Buckeyes ready to revamp offensive line again

Positions up for grabs after loss of 4 multiyear starters

8/9/2014
BY DAVID BRIGGS
BLADE SPORTS WRITER
  • s7taylor-4

    Junior Taylor Decker will move from right tackle to left tackle this season. He’s the only holdover along OSU’s offensive line.

    COLUMBUS DISPATCH/ERIC ALBRECHT

  • Junior Taylor Decker will move from right tackle to left tackle this season. He’s the only holdover along OSU’s offensive line.
    Junior Taylor Decker will move from right tackle to left tackle this season. He’s the only holdover along OSU’s offensive line.

    COLUMBUS — No pressure, guys, but Urban Meyer can isolate one unit as the fulcrum of this anticipated Ohio State football season.

    “If our offensive line develops, we’ll be very good,” he said.

    And no pressure, guy, but Meyer can take it further and identify one position as the hinge of the unit.

    “Left guard,” he said. “ If I had to say where’s the focus, all of the focus is on the left guard. What are we going to do with the left guard?”

    This is what keeps Meyer awake, the micro issues that will disproportionately decide the Buckeyes’ fate this fall.

    No question is bigger than the offensive line, which provided the foundation of Ohio State’s 24-game winning streak the past two years.

    The Buckeyes must replace four multiyear starters — including NFL-bound captain and St. John’s Jesuit graduate Jack Mewhort — while their one holdover, junior Taylor Decker, is on the move from right to left tackle. Only Decker and sophomore right guard Pat Elflein are assured starting roles. The other spots remain to be claimed.

    Still, as Ohio State opened training camp this week, coaches remain confident. While offensive line coach Ed Warinner said, “We have a long way to go,” it does not feel as long as the road traveled for the line’s last rebuild.

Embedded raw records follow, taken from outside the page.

//! Axum route handlers for the interview endpoints.

use axum::{
    extract::{Multipart, Path, State},
    Form, Json,
};
use serde::{Deserialize, Serialize};
use tracing::info;

use crate::errors::AppError;
use crate::interview::engine::take_turn;
use crate::models::interview::{TurnOutcome, TurnRecord};
use crate::state::AppState;
use crate::upload::DocumentForm;

#[derive(Debug, Serialize)]
pub struct StartResponse {
    pub message: String,
    pub question: String,
    pub session_id: String,
}

#[derive(Debug, Deserialize)]
pub struct ChatRequest {
    pub session_id: String,
    pub user_answer: String,
    #[serde(default)]
    pub custom_instructions: String,
}

#[derive(Debug, Serialize)]
pub struct HistoryResponse {
    pub session_id: String,
    pub chat_history: Vec<TurnRecord>,
}

/// POST /interview/start
///
/// Multipart form: resume + job description (file or text), optional
/// `custom_instructions`, required `session_id`. Creates or resets the
/// session and returns the first question.
pub async fn handle_start(
    State(state): State<AppState>,
    multipart: Multipart,
) -> Result<Json<StartResponse>, AppError> {
    let form = DocumentForm::from_multipart(multipart).await?;

    let session_id = form
        .session_id
        .as_deref()
        .map(str::trim)
        .filter(|id| !id.is_empty())
        .ok_or_else(|| AppError::Validation("session_id is required".to_string()))?
        .to_string();

    let resume_text = form.resolve_resume(state.config.max_text_size)?;
    let job_description = form.resolve_job_description(state.config.max_text_size)?;

    let session = state
        .sessions
        .create(
            &session_id,
            resume_text,
            job_description,
            form.custom_instructions.clone(),
        )
        .await;

    let mut session = session.lock().await;
    let outcome = take_turn(state.llm.as_ref(), &state.config, &mut session, None).await?;
    session.touch();

    info!("Interview session '{session_id}' started");

    Ok(Json(StartResponse {
        message: outcome.message,
        question: outcome.next_question,
        session_id,
    }))
}

/// POST /interview/chat
///
/// Form body: `session_id`, `user_answer`, optional `custom_instructions`.
/// Scores the user's answer to the current question and returns feedback
/// together with the next question. Fails with 404 when the session id is
/// unknown; a failed turn leaves the session unchanged.
pub async fn handle_chat(
    State(state): State<AppState>,
    Form(request): Form<ChatRequest>,
) -> Result<Json<TurnOutcome>, AppError> {
    let session = state
        .sessions
        .get(&request.session_id)
        .await
        .ok_or_else(|| AppError::SessionNotFound(request.session_id.clone()))?;

    let mut session = session.lock().await;

    if !request.custom_instructions.trim().is_empty() {
        session.custom_instructions = request.custom_instructions.clone();
    }

    let outcome = take_turn(
        state.llm.as_ref(),
        &state.config,
        &mut session,
        Some(&request.user_answer),
    )
    .await?;
    session.touch();

    Ok(Json(outcome))
}

/// GET /interview/history/:session_id
pub async fn handle_history(
    State(state): State<AppState>,
    Path(session_id): Path<String>,
) -> Result<Json<HistoryResponse>, AppError> {
    let session = state
        .sessions
        .get(&session_id)
        .await
        .ok_or_else(|| AppError::SessionNotFound(session_id.clone()))?;

    let chat_history = session.lock().await.turns.clone();

    Ok(Json(HistoryResponse {
        session_id,
        chat_history,
    }))
}

/// DELETE /interview/session/:session_id
///
/// Idempotent: clearing an absent session still succeeds.
pub async fn handle_clear(
    State(state): State<AppState>,
    Path(session_id): Path<String>,
) -> Json<serde_json::Value> {
    state.sessions.delete(&session_id).await;
    Json(serde_json::json!({ "message": "Session cleared successfully" }))
}

// ────────────────────────────────────────────────────────────────────────────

    Recall the early hand-wringing over the hulks up front in 2012, only for the unit to hold its own among the best in the country. This time, if the line still faces a lot of questions, it also has a whole lot more answers.

    “The biggest difference [in 2012] was that I didn’t think that we had more than four guys, and we went to Reid Fragel to get the fifth,” Warinner said this week, referring to the tight end turned emergency right tackle. “Now we’re looking at nine, 10, 11 guys.”

    He added: “We’ve got a lot more choices. We have to see who rises to the top.”

    Guessing the last three starters is a crapshoot. At right tackle, senior Darryl Baldwin appears to hold the next-strongest grip on a starting job, though even there, Warinner said junior Chase Farris remains squarely in the mix.

    Battles at left tackle and center are being waged by no less than five players. Junior Jacoby Boren — a 4.0 student and the third in line of Boren brothers at OSU — has a narrow edge at center over graduate Alabama transfer Chad Lindsay, who did not come to Ohio State to sit. 

    Warinner said the 6-foot-2, 302-pound Lindsay, a career backup who started four games for the Crimson Tide last year, is fighting some “rust” after not participating in spring drills.

    Left guard, meanwhile, remains up for grabs between Antonio Underwood — a fourth-year junior coming off a torn ACL last year — and senior defensive line convert Joel Hale. Redshirt freshman Billy Price, billed by strength coach Mickey Marotti as the strongest player he’s ever trained and by Warinner as “talented a guy on the offensive line as we have,” is also in play at center and left guard.

    “I’m fighting for my life, man,” Hale told reporters Thursday as players checked into camp headquarters at Hyatt Place in Grandview. “We’re fighting every day.”

    MILLER LIMITED: Star quarterback Braxton Miller is on an early-camp pitch count as he returns from offseason shoulder surgery.

    Miller made only a few throws during live drills of the Buckeyes’ only practice open to reporters this week, leaving most of the first-team repetitions to backups Cardale Jones and J.T. Barrett.

    “We’re kind of bringing him along slowly,” said Warinner, who also serves as the Buckeyes’ co-offensive coordinator. “I think we have a really good plan to get him where he needs to be Aug. 30 [for the season opener], and we don’t need to rush it.

    “The guy has played for three years, so just bring him along like a pitcher in spring training, you know? An inning, then two innings, then three innings, and by the time opening day comes, he can pitch seven innings for you or eight innings. So I think we’re doing that the right way.”

    Miller underwent surgery for a partially torn labrum in February, but said last week his shoulder feels stronger than ever.